Would you give the entries below again, precisely as they are written?

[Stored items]
------

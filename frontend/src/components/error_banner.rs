use yew::prelude::*;
use yew::use_effect_with;
use yew_hooks::prelude::use_timeout;

/// Tone of a [`ErrorBanner`] notice.
#[derive(Clone, Copy, PartialEq)]
pub enum BannerKind {
    Error,
    Success,
}

impl BannerKind {
    fn icon(self) -> &'static str {
        match self {
            BannerKind::Error => "⚠️",
            BannerKind::Success => "✅",
        }
    }

    fn heading(self) -> &'static str {
        match self {
            BannerKind::Error => "Something went wrong",
            BannerKind::Success => "Done",
        }
    }
}

#[derive(Properties, PartialEq)]
pub struct ErrorBannerProps {
    pub message: String,
    #[prop_or(BannerKind::Error)]
    pub kind: BannerKind,
    #[prop_or_default]
    pub on_close: Option<Callback<()>>,
    #[prop_or(true)]
    pub auto_dismiss: bool,
}

#[function_component(ErrorBanner)]
pub fn error_banner(props: &ErrorBannerProps) -> Html {
    let is_open = use_state(|| true);

    let dismiss = {
        let is_open = is_open.clone();
        let on_close = props.on_close.clone();
        Callback::from(move |_| {
            if !*is_open {
                return;
            }
            is_open.set(false);
            if let Some(cb) = on_close.as_ref() {
                cb.emit(());
            }
        })
    };

    let auto_timeout = {
        let dismiss = dismiss.clone();
        use_timeout(move || dismiss.emit(()), if props.auto_dismiss { 3000 } else { 0 })
    };

    {
        let is_open = is_open.clone();
        use_effect_with(props.message.clone(), move |_| {
            is_open.set(true);
        });
    }

    {
        let auto_timeout = auto_timeout.clone();
        use_effect_with(
            (*is_open, props.auto_dismiss, props.message.clone()),
            move |(visible, auto_dismiss, _message)| {
                if *auto_dismiss && *visible {
                    auto_timeout.reset();
                } else {
                    auto_timeout.cancel();
                }
            },
        );
    }

    if props.message.trim().is_empty() {
        return Html::default();
    }

    let mut wrapper_classes = classes!(
        "error-banner",
        "flex",
        "items-start",
        "gap-3",
        "rounded-2xl",
        "px-5",
        "py-4",
        "text-sm",
        "shadow-xl",
        "transition-all",
        "duration-300",
        "ease-out",
        "overflow-hidden",
        "w-full",
        "max-w-2xl"
    );

    if *is_open {
        wrapper_classes.push("opacity-100");
        wrapper_classes.push("translate-y-0");
        wrapper_classes.push("scale-100");
        wrapper_classes.push("max-h-48");
    } else {
        wrapper_classes.push("opacity-0");
        wrapper_classes.push("-translate-y-2");
        wrapper_classes.push("scale-95");
        wrapper_classes.push("pointer-events-none");
        wrapper_classes.push("max-h-0");
    }

    let close_button = {
        let dismiss = dismiss.clone();
        Callback::from(move |_| dismiss.emit(()))
    };

    match props.kind {
        BannerKind::Error => wrapper_classes.push("error-banner--error"),
        BannerKind::Success => wrapper_classes.push("error-banner--success"),
    }

    html! {
        <div class={wrapper_classes} role="alert" aria-live="assertive">
            <span class="text-2xl" aria-hidden="true">{ props.kind.icon() }</span>
            <div class="flex-1 space-y-1">
                <p class="font-semibold text-base">{ props.kind.heading() }</p>
                <p>{ props.message.clone() }</p>
            </div>
            <button
                type="button"
                class={classes!(
                    "ml-4",
                    "inline-flex",
                    "h-8",
                    "w-8",
                    "items-center",
                    "justify-center",
                    "rounded-full",
                    "bg-transparent",
                    "text-lg",
                    "transition",
                    "duration-200",
                    "hover:bg-black/10",
                    "dark:hover:bg-white/15"
                )}
                aria-label="Dismiss notification"
                onclick={close_button}
            >
                {"×"}
            </button>
        </div>
    }
}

------

◆ **COMPLETED TASK**:
filename frontend/src/components/error_banner.rs
use yew::prelude::*;
use yew::use_effect_with;
use yew_hooks::prelude::use_timeout;

/// Tone of a [`ErrorBanner`] notice.
#[derive(Clone, Copy, PartialEq)]
pub enum BannerKind {
    Error,
    Success,
}

impl BannerKind {
    fn icon(self) -> &'static str {
        match self {
            BannerKind::Error => "⚠️",
            BannerKind::Success => "✅",
        }
    }

    fn heading(self) -> &'static str {
        match self {
            BannerKind::Error => "Something went wrong",
            BannerKind::Success => "Done",
        }
    }
}

#[derive(Properties, PartialEq)]
pub struct ErrorBannerProps {
    pub message: String,
    #[prop_or(BannerKind::Error)]
    pub kind: BannerKind,
    #[prop_or_default]
    pub on_close: Option<Callback<()>>,
    #[prop_or(true)]
    pub auto_dismiss: bool,
}

#[function_component(ErrorBanner)]
pub fn error_banner(props: &ErrorBannerProps) -> Html {
    let is_open = use_state(|| true);

    let dismiss = {
        let is_open = is_open.clone();
        let on_close = props.on_close.clone();
        Callback::from(move |_| {
            if !*is_open {
                return;
            }
            is_open.set(false);
            if let Some(cb) = on_close.as_ref() {
                cb.emit(());
            }
        })
    };

    let auto_timeout = {
        let dismiss = dismiss.clone();
        use_timeout(move || dismiss.emit(()), if props.auto_dismiss { 3000 } else { 0 })
    };

    {
        let is_open = is_open.clone();
        use_effect_with(props.message.clone(), move |_| {
            is_open.set(true);
        });
    }

    {
        let auto_timeout = auto_timeout.clone();
        use_effect_with(
            (*is_open, props.auto_dismiss, props.message.clone()),
            move |(visible, auto_dismiss, _message)| {
                if *auto_dismiss && *visible {
                    auto_timeout.reset();
                } else {
                    auto_timeout.cancel();
                }
            },
        );
    }

    if props.message.trim().is_empty() {
        return Html::default();
    }

    let mut wrapper_classes = classes!(
        "error-banner",
        "flex",
        "items-start",
        "gap-3",
        "rounded-2xl",
        "px-5",
        "py-4",
        "text-sm",
        "shadow-xl",
        "transition-all",
        "duration-300",
        "ease-out",
        "overflow-hidden",
        "w-full",
        "max-w-2xl"
    );

    if *is_open {
        wrapper_classes.push("opacity-100");
        wrapper_classes.push("translate-y-0");
        wrapper_classes.push("scale-100");
        wrapper_classes.push("max-h-48");
    } else {
        wrapper_classes.push("opacity-0");
        wrapper_classes.push("-translate-y-2");
        wrapper_classes.push("scale-95");
        wrapper_classes.push("pointer-events-none");
        wrapper_classes.push("max-h-0");
    }

    let close_button = {
        let dismiss = dismiss.clone();
        Callback::from(move |_| dismiss.emit(()))
    };

    match props.kind {
        BannerKind::Error => wrapper_classes.push("error-banner--error"),
        BannerKind::Success => wrapper_classes.push("error-banner--success"),
    }

    html! {
        <div class={wrapper_classes} role="alert" aria-live="assertive">
            <span class="text-2xl" aria-hidden="true">{ props.kind.icon() }</span>
            <div class="flex-1 space-y-1">
                <p class="font-semibold text-base">{ props.kind.heading() }</p>
                <p>{ props.message.clone() }</p>
            </div>
            <button
                type="button"
                class={classes!(
                    "ml-4",
                    "inline-flex",
                    "h-8",
                    "w-8",
                    "items-center",
                    "justify-center",
                    "rounded-full",
                    "bg-transparent",
                    "text-lg",
                    "transition",
                    "duration-200",
                    "hover:bg-black/10",
                    "dark:hover:bg-white/15"
                )}
                aria-label="Dismiss notification"
                onclick={close_button}
            >
                {"×"}
            </button>
        </div>
    }
}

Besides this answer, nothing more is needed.